*DESCRIPTION OF THE TASK*
From the first line through the one containing "use crate::core::constants::*;", restate the listing word for word, and give no other lines.

*GIVEN DATA*
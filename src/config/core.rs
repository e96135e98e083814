//! Core configuration structure and builder for skrough-rust.
//!
//! [`Config`] carries every knob consumed by the processing hooks. It is
//! read-only for the duration of a run and shared between ensemble workers.

use crate::config::DEFAULT_CONFIG_FILE;
use crate::core::constants::*;
use crate::core::error::{Result, RoughSetError};
use crate::core::types::*;
use crate::core::utils::effective_num_threads;

use serde::{Deserialize, Serialize};
use std::path::Path;

/// Settings for reduct and bireduct searches.
#[derive(Debug, Clone, PartialEq, Serialize, Deserialize)]
#[serde(default)]
pub struct Config {
    /// Disorder measure used for every score
    pub chaos_measure: ChaosMeasure,
    /// Share of the base-to-total chaos gap the result may leave, in `[0, 1]`
    pub epsilon: f64,
    /// Cap on candidates drawn per iteration (`None` keeps all, in order)
    #[serde(skip_serializing_if = "Option::is_none")]
    pub candidates_max_count: Option<usize>,
    /// Attributes kept by the select step of each iteration
    pub selected_max_count: usize,
    /// Stop once this many attributes are selected
    #[serde(skip_serializing_if = "Option::is_none")]
    pub result_attrs_max_count: Option<usize>,
    /// Consecutive iterations without a passing attribute before DAAR stops
    pub consecutive_empty_iterations_max_count: usize,
    /// Acceptable false-positive rate of the randomization check
    pub daar_allowed_randomness: f64,
    /// Shuffled probes per randomization check
    pub daar_probes_count: usize,
    /// Smoothing added to the randomization probe score
    pub daar_smoothing_parameter: f64,
    /// Objects kept when a bireduct is finalized
    pub object_selection: ObjectSelection,

    // Run settings
    /// Independent results to compute
    pub n_runs: usize,
    /// Seed of the parent generator
    pub random_seed: u64,
    /// Worker threads for ensemble runs (0 = all cores)
    pub num_threads: usize,
}

impl Default for Config {
    fn default() -> Self {
        Config {
            chaos_measure: DEFAULT_CHAOS_MEASURE,
            epsilon: DEFAULT_EPSILON,
            candidates_max_count: None,
            selected_max_count: DEFAULT_SELECTED_MAX_COUNT,
            result_attrs_max_count: None,
            consecutive_empty_iterations_max_count: DEFAULT_CONSECUTIVE_EMPTY_ITERATIONS_MAX_COUNT,
            daar_allowed_randomness: DEFAULT_DAAR_ALLOWED_RANDOMNESS,
            daar_probes_count: DEFAULT_DAAR_PROBES_COUNT,
            daar_smoothing_parameter: DEFAULT_DAAR_SMOOTHING_PARAMETER,
            object_selection: DEFAULT_OBJECT_SELECTION,
            n_runs: DEFAULT_N_RUNS,
            random_seed: DEFAULT_RANDOM_SEED,
            num_threads: DEFAULT_NUM_THREADS,
        }
    }
}

impl Config {
    /// Create a new configuration with default values
    pub fn new() -> Self {
        Self::default()
    }

    /// Validate the configuration parameters
    pub fn validate(&self) -> Result<()> {
        if !(0.0..=1.0).contains(&self.epsilon) {
            return Err(RoughSetError::invalid_parameter(
                "epsilon",
                self.epsilon.to_string(),
                "must be in range [0.0, 1.0]",
            ));
        }

        if self.candidates_max_count == Some(0) {
            return Err(RoughSetError::invalid_parameter(
                "candidates_max_count",
                "0",
                "must be at least 1 when set",
            ));
        }

        if self.selected_max_count == 0 {
            return Err(RoughSetError::invalid_parameter(
                "selected_max_count",
                "0",
                "must be at least 1",
            ));
        }

        if self.consecutive_empty_iterations_max_count == 0 {
            return Err(RoughSetError::invalid_parameter(
                "consecutive_empty_iterations_max_count",
                "0",
                "must be at least 1",
            ));
        }

        if !(0.0..=1.0).contains(&self.daar_allowed_randomness) {
            return Err(RoughSetError::invalid_parameter(
                "daar_allowed_randomness",
                self.daar_allowed_randomness.to_string(),
                "must be in range [0.0, 1.0]",
            ));
        }

        if !self.daar_smoothing_parameter.is_finite() || self.daar_smoothing_parameter <= 0.0 {
            return Err(RoughSetError::invalid_parameter(
                "daar_smoothing_parameter",
                self.daar_smoothing_parameter.to_string(),
                "must be positive and finite",
            ));
        }

        if self.n_runs == 0 {
            return Err(RoughSetError::invalid_parameter("n_runs", "0", "must be at least 1"));
        }

        Ok(())
    }

    /// Load configuration from a `.json` or `.toml` file
    pub fn load_from_file<P: AsRef<Path>>(path: P) -> Result<Self> {
        let path = path.as_ref();
        let content = std::fs::read_to_string(path)
            .map_err(|e| RoughSetError::config(format!("Failed to read config file: {}", e)))?;

        let config: Config = match path.extension().and_then(|s| s.to_str()) {
            Some("json") => serde_json::from_str(&content)
                .map_err(|e| RoughSetError::config(format!("Failed to parse JSON config: {}", e)))?,
            Some("toml") => toml::from_str(&content)
                .map_err(|e| RoughSetError::config(format!("Failed to parse TOML config: {}", e)))?,
            _ => {
                return Err(RoughSetError::config(
                    "Unsupported config file format. Use .json or .toml",
                ))
            }
        };

        config.validate()?;
        Ok(config)
    }

    /// Load `dir/skrough.toml`, or the defaults when that file does not exist
    pub fn load_from_dir<P: AsRef<Path>>(dir: P) -> Result<Self> {
        let path = dir.as_ref().join(DEFAULT_CONFIG_FILE);
        if path.is_file() {
            log::debug!("Loading configuration from {}", path.display());
            Self::load_from_file(path)
        } else {
            log::debug!("No {} in {}, using defaults", DEFAULT_CONFIG_FILE, dir.as_ref().display());
            Ok(Self::default())
        }
    }

    /// Save configuration to a `.json` or `.toml` file
    ///
    /// TOML integers are signed, so `.toml` files require `random_seed <= i64::MAX`.
    pub fn save_to_file<P: AsRef<Path>>(&self, path: P) -> Result<()> {
        let path = path.as_ref();
        let content = match path.extension().and_then(|s| s.to_str()) {
            Some("json") => serde_json::to_string_pretty(self)
                .map_err(|e| RoughSetError::serialization(format!("Failed to serialize to JSON: {}", e)))?,
            Some("toml") => {
                if i64::try_from(self.random_seed).is_err() {
                    return Err(RoughSetError::invalid_parameter(
                        "random_seed",
                        self.random_seed.to_string(),
                        "TOML files hold seeds up to i64::MAX, use .json instead",
                    ));
                }
                toml::to_string_pretty(self)
                    .map_err(|e| RoughSetError::serialization(format!("Failed to serialize to TOML: {}", e)))?
            }
            _ => {
                return Err(RoughSetError::config(
                    "Unsupported config file format. Use .json or .toml",
                ))
            }
        };

        std::fs::write(path, content)
            .map_err(|e| RoughSetError::config(format!("Failed to write config file: {}", e)))?;

        Ok(())
    }

    /// Load configuration from `SKROUGH_*` environment variables
    pub fn load_from_environment() -> Result<Self> {
        let mut config = Config::default();

        if let Ok(val) = std::env::var("SKROUGH_CHAOS_MEASURE") {
            config.chaos_measure = val.parse()?;
        }
        if let Ok(val) = std::env::var("SKROUGH_EPSILON") {
            config.epsilon = parse_env("SKROUGH_EPSILON", &val)?;
        }
        if let Ok(val) = std::env::var("SKROUGH_CANDIDATES_MAX_COUNT") {
            config.candidates_max_count = Some(parse_env("SKROUGH_CANDIDATES_MAX_COUNT", &val)?);
        }
        if let Ok(val) = std::env::var("SKROUGH_RESULT_ATTRS_MAX_COUNT") {
            config.result_attrs_max_count = Some(parse_env("SKROUGH_RESULT_ATTRS_MAX_COUNT", &val)?);
        }
        if let Ok(val) = std::env::var("SKROUGH_DAAR_PROBES_COUNT") {
            config.daar_probes_count = parse_env("SKROUGH_DAAR_PROBES_COUNT", &val)?;
        }
        if let Ok(val) = std::env::var("SKROUGH_DAAR_ALLOWED_RANDOMNESS") {
            config.daar_allowed_randomness = parse_env("SKROUGH_DAAR_ALLOWED_RANDOMNESS", &val)?;
        }
        if let Ok(val) = std::env::var("SKROUGH_N_RUNS") {
            config.n_runs = parse_env("SKROUGH_N_RUNS", &val)?;
        }
        if let Ok(val) = std::env::var("SKROUGH_NUM_THREADS") {
            config.num_threads = parse_env("SKROUGH_NUM_THREADS", &val)?;
        }
        if let Ok(val) = std::env::var("SKROUGH_RANDOM_SEED") {
            config.random_seed = parse_env("SKROUGH_RANDOM_SEED", &val)?;
        }

        config.validate()?;
        Ok(config)
    }

    /// Merge this configuration with another configuration (other takes precedence)
    pub fn merge(&mut self, other: &Config) -> Result<()> {
        self.chaos_measure = other.chaos_measure;
        self.epsilon = other.epsilon;
        self.candidates_max_count = other.candidates_max_count;
        self.selected_max_count = other.selected_max_count;
        self.result_attrs_max_count = other.result_attrs_max_count;
        self.consecutive_empty_iterations_max_count = other.consecutive_empty_iterations_max_count;
        self.daar_allowed_randomness = other.daar_allowed_randomness;
        self.daar_probes_count = other.daar_probes_count;
        self.daar_smoothing_parameter = other.daar_smoothing_parameter;
        self.object_selection = other.object_selection;
        self.n_runs = other.n_runs;
        self.random_seed = other.random_seed;
        self.num_threads = other.num_threads;

        self.validate()
    }

    /// Number of worker threads to use
    pub fn effective_num_threads(&self) -> usize {
        effective_num_threads(self.num_threads)
    }
}

fn parse_env<T: std::str::FromStr>(name: &str, value: &str) -> Result<T> {
    value
        .parse()
        .map_err(|_| RoughSetError::config(format!("Invalid {}: {}", name, value)))
}

/// Configuration builder for fluent configuration creation
#[derive(Debug, Clone)]
pub struct ConfigBuilder {
    config: Config,
    validation_errors: Vec<String>,
}

impl ConfigBuilder {
    /// Create a new configuration builder
    pub fn new() -> Self {
        ConfigBuilder {
            config: Config::default(),
            validation_errors: Vec::new(),
        }
    }

    /// Set the chaos measure
    pub fn chaos_measure(mut self, measure: ChaosMeasure) -> Self {
        self.config.chaos_measure = measure;
        self
    }

    /// Set the approximation tolerance
    pub fn epsilon(mut self, epsilon: f64) -> Self {
        if !(0.0..=1.0).contains(&epsilon) {
            self.validation_errors
                .push("epsilon must be in range [0.0, 1.0]".to_string());
        }
        self.config.epsilon = epsilon;
        self
    }

    /// Cap the candidates drawn per iteration
    pub fn candidates_max_count(mut self, count: Option<usize>) -> Self {
        if count == Some(0) {
            self.validation_errors
                .push("candidates_max_count must be at least 1".to_string());
        }
        self.config.candidates_max_count = count;
        self
    }

    /// Set the attributes kept per select step
    pub fn selected_max_count(mut self, count: usize) -> Self {
        if count == 0 {
            self.validation_errors
                .push("selected_max_count must be at least 1".to_string());
        }
        self.config.selected_max_count = count;
        self
    }

    /// Cap the result size
    pub fn result_attrs_max_count(mut self, count: Option<usize>) -> Self {
        self.config.result_attrs_max_count = count;
        self
    }

    /// Set the empty iterations tolerated by DAAR
    pub fn consecutive_empty_iterations_max_count(mut self, count: usize) -> Self {
        if count == 0 {
            self.validation_errors
                .push("consecutive_empty_iterations_max_count must be at least 1".to_string());
        }
        self.config.consecutive_empty_iterations_max_count = count;
        self
    }

    /// Set the randomization check false-positive rate
    pub fn daar_allowed_randomness(mut self, allowed: f64) -> Self {
        if !(0.0..=1.0).contains(&allowed) {
            self.validation_errors
                .push("daar_allowed_randomness must be in range [0.0, 1.0]".to_string());
        }
        self.config.daar_allowed_randomness = allowed;
        self
    }

    /// Set the shuffled probes per check
    pub fn daar_probes_count(mut self, probes: usize) -> Self {
        self.config.daar_probes_count = probes;
        self
    }

    /// Set the probe score smoothing
    pub fn daar_smoothing_parameter(mut self, smoothing: f64) -> Self {
        if !smoothing.is_finite() || smoothing <= 0.0 {
            self.validation_errors
                .push("daar_smoothing_parameter must be positive and finite".to_string());
        }
        self.config.daar_smoothing_parameter = smoothing;
        self
    }

    /// Set the bireduct object policy
    pub fn object_selection(mut self, policy: ObjectSelection) -> Self {
        self.config.object_selection = policy;
        self
    }

    /// Set the number of independent results
    pub fn n_runs(mut self, runs: usize) -> Self {
        if runs == 0 {
            self.validation_errors.push("n_runs must be at least 1".to_string());
        }
        self.config.n_runs = runs;
        self
    }

    /// Set the random seed
    pub fn random_seed(mut self, seed: u64) -> Self {
        self.config.random_seed = seed;
        self
    }

    /// Set the number of threads
    pub fn num_threads(mut self, threads: usize) -> Self {
        self.config.num_threads = threads;
        self
    }

    /// Build the configuration
    pub fn build(self) -> Result<Config> {
        if !self.validation_errors.is_empty() {
            return Err(RoughSetError::config(format!(
                "Configuration validation failed: {}",
                self.validation_errors.join(", ")
            )));
        }

        self.config.validate()?;
        Ok(self.config)
    }
}

impl Default for ConfigBuilder {
    fn default() -> Self {
        Self::new()
    }
}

*REPLY TO THE TASK*
filename src/config/core.rs
repository e96135e98e083814
//! Core configuration structure and builder for skrough-rust.
//!
//! [`Config`] carries every knob consumed by the processing hooks. It is
//! read-only for the duration of a run and shared between ensemble workers.

use crate::config::DEFAULT_CONFIG_FILE;
use crate::core::constants::*;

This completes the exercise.